The peripheral drift effect is applied to a random pattern to give the illusion of motion in different areas of an underlying figure, in this case a star – Kaia Nao

Here’s what Kaia had to say about his creation: “The random quality of the pattern tends to minimize interference between the elements of the image that generate the illusion of motion and the interpretation of the overall figure. The technique could possibly be used to “animate” illustrations of phenomena such as fluid flow, flux lines, or weather patterns.”

42 Replies to “Floating Star Optical Illusion”

  1. Quick convo between the Bf and Myself.

    Me:”Does this look like its floating to you?”
    Him:”Is that that optical trick page agin…”
    Me:”Just look at it!”
    Him:”Ok, I will…Im sorry babe, but Im not tripping on Acid”
    Me: Facepalm

  2. Just wondering if its the same for everyone, but which way dose the star spin and which way does the background for you? For me the star “spins” clockwise while the background “moves” counterclockwise.

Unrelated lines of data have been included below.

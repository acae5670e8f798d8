//! The click-driven facade the presentation layer talks to.

use crate::game::{GameState, Status};
use crate::{EngineError, SquareSet};
use clickchess_core::{Color, Move, Piece, Square};

/// What a click changed, as one discriminated outcome for the renderer.
#[derive(Debug, Clone, Copy, PartialEq, Eq)]
pub enum TurnResult {
    /// A piece was selected; these are its legal destinations.
    Highlighted(SquareSet),
    /// A move was committed and the turn passed to the other player.
    Moved(Move),
    /// The selection was cleared without moving.
    Deselected,
    /// The click changed nothing (empty square, opponent piece, or a
    /// piece with no legal moves, with nothing selected).
    NoOp,
    /// The game is over. `Some(color)` won by checkmate; `None` is a
    /// stalemate draw. Returned both for the move that ended the game and
    /// for every click after it.
    GameOver(Option<Color>),
}

/// The only surface the presentation layer touches.
///
/// Mapping pointer coordinates to (file, rank) is the caller's job; the
/// controller validates the pair, drives the state machine, and exposes
/// pure queries for rendering. The shell polls [`status`](Self::status)
/// to switch to a winner screen and calls [`reset`](Self::reset) to play
/// again.
#[derive(Debug, Clone, Default)]
pub struct GameController {
    state: GameState,
}

impl GameController {
    /// Creates a controller holding a fresh game.
    pub fn new() -> Self {
        GameController {
            state: GameState::new(),
        }
    }

    /// Processes one click on board square (`file`, `rank`).
    ///
    /// Rejects off-board coordinates with [`EngineError::InvalidInput`]
    /// without touching any state; every on-board click produces a
    /// [`TurnResult`], never an error.
    pub fn handle_click(&mut self, file: u8, rank: u8) -> Result<TurnResult, EngineError> {
        let sq =
            Square::from_coords(file, rank).ok_or(EngineError::InvalidInput { file, rank })?;
        Ok(self.state.handle_square(sq))
    }

    /// Returns the occupant of a square, for sprite selection.
    pub fn piece_at(&self, sq: Square) -> Option<(Piece, Color)> {
        self.state.board().piece_at(sq)
    }

    /// Returns the squares to outline: the selection and its legal
    /// destinations. Pure query, safe every frame.
    pub fn current_highlights(&self) -> SquareSet {
        self.state.current_highlights()
    }

    /// Returns the game status. Pure query.
    pub fn status(&self) -> Status {
        self.state.status()
    }

    /// Returns the side to move, for a turn indicator.
    pub fn active_color(&self) -> Color {
        self.state.active_color()
    }

    /// Returns the selected square, if any.
    pub fn selection(&self) -> Option<Square> {
        self.state.selection()
    }

    /// Starts a new game from the standard position.
    pub fn reset(&mut self) {
        self.state.reset();
    }
}

#[cfg(test)]
mod tests {
    use super::*;
    use crate::movegen::is_in_check;
    use proptest::prelude::*;

    fn sq(s: &str) -> Square {
        Square::from_algebraic(s).unwrap()
    }

    #[test]
    fn e2_pawn_highlights_from_start() {
        let mut game = GameController::new();
        // Pawn at (file 4, rank 1) can reach (4, 2) and (4, 3).
        match game.handle_click(4, 1).unwrap() {
            TurnResult::Highlighted(targets) => {
                assert_eq!(targets, [sq("e3"), sq("e4")].into_iter().collect());
            }
            other => panic!("expected highlight, got {other:?}"),
        }
    }

    #[test]
    fn off_board_click_is_rejected_without_mutation() {
        let mut game = GameController::new();
        game.handle_click(4, 1).unwrap();

        let err = game.handle_click(8, 0).unwrap_err();
        assert_eq!(err, EngineError::InvalidInput { file: 8, rank: 0 });
        // The selection made before the bad click is untouched.
        assert_eq!(game.selection(), Some(sq("e2")));

        assert!(game.handle_click(0, 200).is_err());
        assert_eq!(game.active_color(), Color::White);
    }

    #[test]
    fn empty_square_click_is_noop() {
        let mut game = GameController::new();
        assert_eq!(game.handle_click(4, 4).unwrap(), TurnResult::NoOp);
    }

    #[test]
    fn full_move_via_clicks() {
        let mut game = GameController::new();
        game.handle_click(4, 1).unwrap();
        match game.handle_click(4, 3).unwrap() {
            TurnResult::Moved(m) => assert_eq!(m.to_string(), "e2e4"),
            other => panic!("expected move, got {other:?}"),
        }
        assert_eq!(game.piece_at(sq("e4")), Some((Piece::Pawn, Color::White)));
        assert_eq!(game.piece_at(sq("e2")), None);
        assert_eq!(game.active_color(), Color::Black);
        assert!(game.current_highlights().is_empty());
    }

    #[test]
    fn fools_mate_via_clicks() {
        let mut game = GameController::new();
        // 1. f3 e5 2. g4 Qh4#
        for (from, to) in [((5, 1), (5, 2)), ((4, 6), (4, 4)), ((6, 1), (6, 3))] {
            game.handle_click(from.0, from.1).unwrap();
            game.handle_click(to.0, to.1).unwrap();
        }
        game.handle_click(3, 7).unwrap();
        assert_eq!(
            game.handle_click(7, 3).unwrap(),
            TurnResult::GameOver(Some(Color::Black))
        );
        assert_eq!(game.status(), Status::Checkmate(Color::Black));

        // Everything after that keeps reporting the result.
        assert_eq!(
            game.handle_click(4, 1).unwrap(),
            TurnResult::GameOver(Some(Color::Black))
        );

        // Until the shell resets for a rematch.
        game.reset();
        assert_eq!(game.status(), Status::InProgress);
        assert_eq!(game.active_color(), Color::White);
        assert_eq!(game.piece_at(sq("e2")), Some((Piece::Pawn, Color::White)));
    }

    #[test]
    fn reset_mid_game() {
        let mut game = GameController::new();
        game.handle_click(4, 1).unwrap();
        game.handle_click(4, 3).unwrap();
        game.reset();
        assert_eq!(game.piece_at(sq("e4")), None);
        assert_eq!(game.piece_at(sq("e2")), Some((Piece::Pawn, Color::White)));
        assert_eq!(game.active_color(), Color::White);
    }

    /// One king of each color stays on the board, always.
    fn assert_kings_present(game: &GameController) {
        for color in [Color::White, Color::Black] {
            assert!(game.state.board().find_king(color).is_ok());
        }
    }

    proptest! {
        /// Random click streams can never corrupt the engine: turns
        /// strictly alternate on committed moves, the mover is never left
        /// in check, and both kings survive whatever the players click.
        #[test]
        fn random_clicks_preserve_invariants(
            clicks in proptest::collection::vec((0u8..8, 0u8..8), 0..250)
        ) {
            let mut game = GameController::new();
            for (file, rank) in clicks {
                let mover = game.active_color();
                let was_over = game.status().is_terminal();
                let result = game.handle_click(file, rank).unwrap();

                match result {
                    TurnResult::Moved(_) => {
                        prop_assert_eq!(game.active_color(), mover.opposite());
                        prop_assert!(!is_in_check(game.state.board(), mover));
                    }
                    TurnResult::GameOver(_) if !was_over => {
                        // The terminal move still alternated the turn and
                        // left the mover safe.
                        prop_assert_eq!(game.active_color(), mover.opposite());
                        prop_assert!(!is_in_check(game.state.board(), mover));
                    }
                    _ => {
                        prop_assert_eq!(game.active_color(), mover);
                    }
                }
                assert_kings_present(&game);
            }
        }

        /// Status always agrees with the definitions: terminal states
        /// have no legal moves, `Check`/`InProgress` have at least one.
        #[test]
        fn status_matches_legal_move_supply(
            clicks in proptest::collection::vec((0u8..8, 0u8..8), 0..250)
        ) {
            let mut game = GameController::new();
            for (file, rank) in clicks {
                game.handle_click(file, rank).unwrap();

                let board = game.state.board();
                let to_move = game.active_color();
                let in_check = is_in_check(board, to_move);
                let has_moves = board
                    .pieces_of(to_move)
                    .into_iter()
                    .any(|from| !crate::movegen::legal_moves(board, from).is_empty());

                match game.status() {
                    Status::Checkmate(winner) => {
                        prop_assert!(in_check && !has_moves);
                        prop_assert_eq!(winner, to_move.opposite());
                    }
                    Status::Stalemate => prop_assert!(!in_check && !has_moves),
                    Status::Check(color) => {
                        prop_assert!(in_check && has_moves);
                        prop_assert_eq!(color, to_move);
                    }
                    Status::InProgress => prop_assert!(!in_check && has_moves),
                }
            }
        }
    }
}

  3. Uhm….it looks completely static to me. No matter how long or hard I stare, I don’t see any signs of movement. I see why this one wasn’t a contender. Thanks for sharing anyway though! :)

  4. I’m not surprised it didn’t qualify…there is no apparent motion. Yes, I’ve experienced the illusory motion in this type of illusion. Just doesn’t work, here. Perhaps, with effort…but a good illusion shouldn’t require effort.

  5. Whatever this illusion might be, I don’t see it. So, to answer the question, I have no difficulty whatever believing this image is completely static.

  6. Maybe I am so old that my neurons and synapses are not functioning, but I perceive no suggested motion from the figure.

    This same lack of perceived motion has also occurred to me in other illusions to which some motion is suggested.

    Do other viewers also have the same lack?

  7. wow made me feel drunk! it even affected me in my peripheral when i was reading the blurb. crazy strong effect

  8. It must be me but that star doesn’t look like it’s floating anywhere. Maybe it’s the blended bifocals.

  9. I thought it was moving for sure! I don’t know what the deal was for the other people. I mean, my page was really zoomed in so maybe that had something to do with it…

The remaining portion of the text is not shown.